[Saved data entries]
use std::fmt::Display;

use anyhow::Context;
use clap::ValueEnum;
use enum_map::{Enum, EnumMap};

pub mod backend;
pub mod dispatch;
pub mod error;
pub mod msr;
pub mod output;
pub mod platform;
pub mod powercap;
pub mod topology;

pub use backend::{Backend, PowerQueryResult, QueryClass, Reading};
pub use dispatch::{status_of, ArchitectureDispatch, SocketSelector};
pub use error::{BackendError, DispatchError, TopologyError};
pub use output::{Output, OutputMode};
pub use platform::{select_backend, BackendKind, Platform};
pub use topology::{Socket, Topology};

#[derive(Enum, Clone, Copy, Debug, PartialEq, Eq, ValueEnum)]
pub enum RaplDomainType {
    /// entire socket
    Package,
    /// power plane 0: core
    PP0,
    /// power plane 1: uncore
    PP1,
    ///  DRAM
    Dram,
    /// psys
    Platform,
}

impl RaplDomainType {
    pub const ALL: [RaplDomainType; 5] = [
        RaplDomainType::Package,
        RaplDomainType::PP0,
        RaplDomainType::PP1,
        RaplDomainType::Dram,
        RaplDomainType::Platform,
    ];

    /// Name used as a field prefix in query results, e.g. `pkg_watts`.
    pub fn short_name(&self) -> &'static str {
        match self {
            RaplDomainType::Package => "pkg",
            RaplDomainType::PP0 => "core",
            RaplDomainType::PP1 => "uncore",
            RaplDomainType::Dram => "dram",
            RaplDomainType::Platform => "psys",
        }
    }
}

impl Display for RaplDomainType {
    fn fmt(&self, f: &mut std::fmt::Formatter<'_>) -> std::fmt::Result {
        (self as &dyn std::fmt::Debug).fmt(f)
    }
}

/// A source of raw RAPL energy counters, polled by the sampling loop of the harness.
pub trait EnergyProbe: Send {
    /// Reads every counter once and updates [`EnergyProbe::measurements`].
    ///
    /// The counters are 32 bits wide on most parts and wrap around in a few
    /// minutes under load, sometimes less. Only one wrap-around can be corrected
    /// between two polls, so the polling interval must stay well below that.
    fn poll(&mut self) -> anyhow::Result<()>;

    /// The energy consumed between the last two polls.
    fn measurements(&self) -> &EnergyMeasurements;

    /// Forgets the previous counter values.
    fn reset(&mut self);
}

/// Energy consumed per socket and per domain, between two consecutive polls.
#[derive(Debug, Clone)]
pub struct EnergyMeasurements {
    pub per_socket: Vec<EnumMap<RaplDomainType, EnergyCounter>>,
}

#[derive(Debug, Default, Clone)]
pub struct EnergyCounter {
    /// Last raw value, before the energy unit is applied.
    last_raw: Option<u64>,
    /// Set when the counter has wrapped around since the previous poll.
    pub overflowed: bool,
    /// Joules consumed since the previous poll. RAPL units are powers of two,
    /// so the conversion to `f64` is exact.
    pub joules: Option<f64>,
}

impl EnergyCounter {
    fn update(&mut self, raw: u64, max_raw: u64, unit: f64) {
        if let Some(last) = self.last_raw {
            self.overflowed = raw < last;
            // at most one wrap can be detected, the counter goes through max_raw then 0
            let delta = if self.overflowed {
                max_raw.saturating_sub(last).saturating_add(raw).saturating_add(1)
            } else {
                raw - last
            };
            self.joules = Some(delta as f64 * unit);
        }
        self.last_raw = Some(raw);
    }
}

impl EnergyMeasurements {
    pub fn new(socket_count: usize) -> EnergyMeasurements {
        EnergyMeasurements {
            per_socket: vec![EnumMap::default(); socket_count],
        }
    }

    pub fn domains_of_socket(&self, socket_id: u32) -> impl Iterator<Item = (RaplDomainType, &EnergyCounter)> {
        self.per_socket[socket_id as usize].iter()
    }

    /// Records a new raw value of the counter of `domain` on `socket_id`.
    pub fn push(&mut self, socket_id: u32, domain: RaplDomainType, raw: u64, max_raw: u64, energy_unit: f64) {
        self.per_socket[socket_id as usize][domain].update(raw, max_raw, energy_unit);
    }

    pub fn clear(&mut self) {
        self.per_socket.iter_mut().for_each(|s| s.clear());
    }

    /// Sum of the joules of the given domains, over all the sockets.
    pub fn total_joules(&self, domains: &[RaplDomainType]) -> f64 {
        self.per_socket
            .iter()
            .flat_map(|s| domains.iter().filter_map(|d| s[*d].joules))
            .sum()
    }
}

/// Parses a kernel cpulist, for instance `0-3,8,10-11`. An empty list is valid.
pub fn parse_cpu_list(cpulist: &str) -> anyhow::Result<Vec<u32>> {
    let mut cpus = Vec::new();
    for item in cpulist.trim().split(',').filter(|i| !i.is_empty()) {
        match item.split_once('-') {
            Some((first, last)) => {
                let first: u32 = first.parse().with_context(|| format!("invalid cpulist item '{item}'"))?;
                let last: u32 = last.parse().with_context(|| format!("invalid cpulist item '{item}'"))?;
                cpus.extend(first..=last);
            }
            None => cpus.push(item.parse().with_context(|| format!("invalid cpulist item '{item}'"))?),
        }
    }
    Ok(cpus)
}

#[cfg(test)]
mod tests {
    use super::*;

    #[test]
    fn test_parse_cpu_list() -> anyhow::Result<()> {
        assert_eq!(parse_cpu_list("0")?, vec![0]);
        assert_eq!(parse_cpu_list("0,64\n")?, vec![0, 64]);
        assert_eq!(parse_cpu_list("0-1")?, vec![0, 1]);
        assert_eq!(parse_cpu_list("1-3,5-6")?, vec![1, 2, 3, 5, 6]);
        assert_eq!(parse_cpu_list("")?, Vec::<u32>::new());
        assert!(parse_cpu_list("1-2-3").is_err());
        assert!(parse_cpu_list("a").is_err());
        Ok(())
    }

    #[test]
    fn test_push_first_value_has_no_energy() {
        let mut m = EnergyMeasurements::new(1);
        m.push(0, RaplDomainType::Package, 1000, u32::MAX as u64, 0.5);
        assert_eq!(m.per_socket[0][RaplDomainType::Package].joules, None);

        m.push(0, RaplDomainType::Package, 1100, u32::MAX as u64, 0.5);
        let counter = &m.per_socket[0][RaplDomainType::Package];
        assert_eq!(counter.joules, Some(50.0));
        assert!(!counter.overflowed);
    }

    #[test]
    fn test_push_corrects_one_overflow() {
        let mut m = EnergyMeasurements::new(2);
        m.push(1, RaplDomainType::Dram, 90, 100, 1.0);
        m.push(1, RaplDomainType::Dram, 10, 100, 1.0);
        let counter = &m.per_socket[1][RaplDomainType::Dram];
        assert!(counter.overflowed);
        // 90 -> 100 -> 0 -> 10
        assert_eq!(counter.joules, Some(21.0));
        // the other socket is untouched
        assert_eq!(m.per_socket[0][RaplDomainType::Dram].joules, None);
    }

    #[test]
    fn test_push_bogus_value_above_max() {
        let mut m = EnergyMeasurements::new(1);
        m.push(0, RaplDomainType::Package, 150, 100, 1.0);
        m.push(0, RaplDomainType::Package, 10, 100, 1.0);
        let counter = &m.per_socket[0][RaplDomainType::Package];
        assert!(counter.overflowed);
        assert_eq!(counter.joules, Some(11.0));
    }

    #[test]
    fn test_total_joules_and_clear() {
        let mut m = EnergyMeasurements::new(2);
        for (socket, base) in [(0, 0), (1, 100)] {
            m.push(socket, RaplDomainType::Package, base, 1000, 1.0);
            m.push(socket, RaplDomainType::Package, base + 5, 1000, 1.0);
            m.push(socket, RaplDomainType::Dram, base, 1000, 1.0);
            m.push(socket, RaplDomainType::Dram, base + 2, 1000, 1.0);
        }
        assert_eq!(m.total_joules(&[RaplDomainType::Package]), 10.0);
        assert_eq!(m.total_joules(&[RaplDomainType::Package, RaplDomainType::Dram]), 14.0);

        m.clear();
        assert_eq!(m.total_joules(&RaplDomainType::ALL), 0.0);
        m.push(0, RaplDomainType::Package, 7, 1000, 1.0);
        assert_eq!(m.per_socket[0][RaplDomainType::Package].joules, None);
    }
}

## WHAT THE EXERCISE ASKS
Scan the data for lines containing "polls" and copy all of them.

## ANSWER TO THIS PROBLEM
    /// between two polls, so the polling interval must stay well below that.
    /// The energy consumed between the last two polls.
/// Energy consumed per socket and per domain, between two consecutive polls.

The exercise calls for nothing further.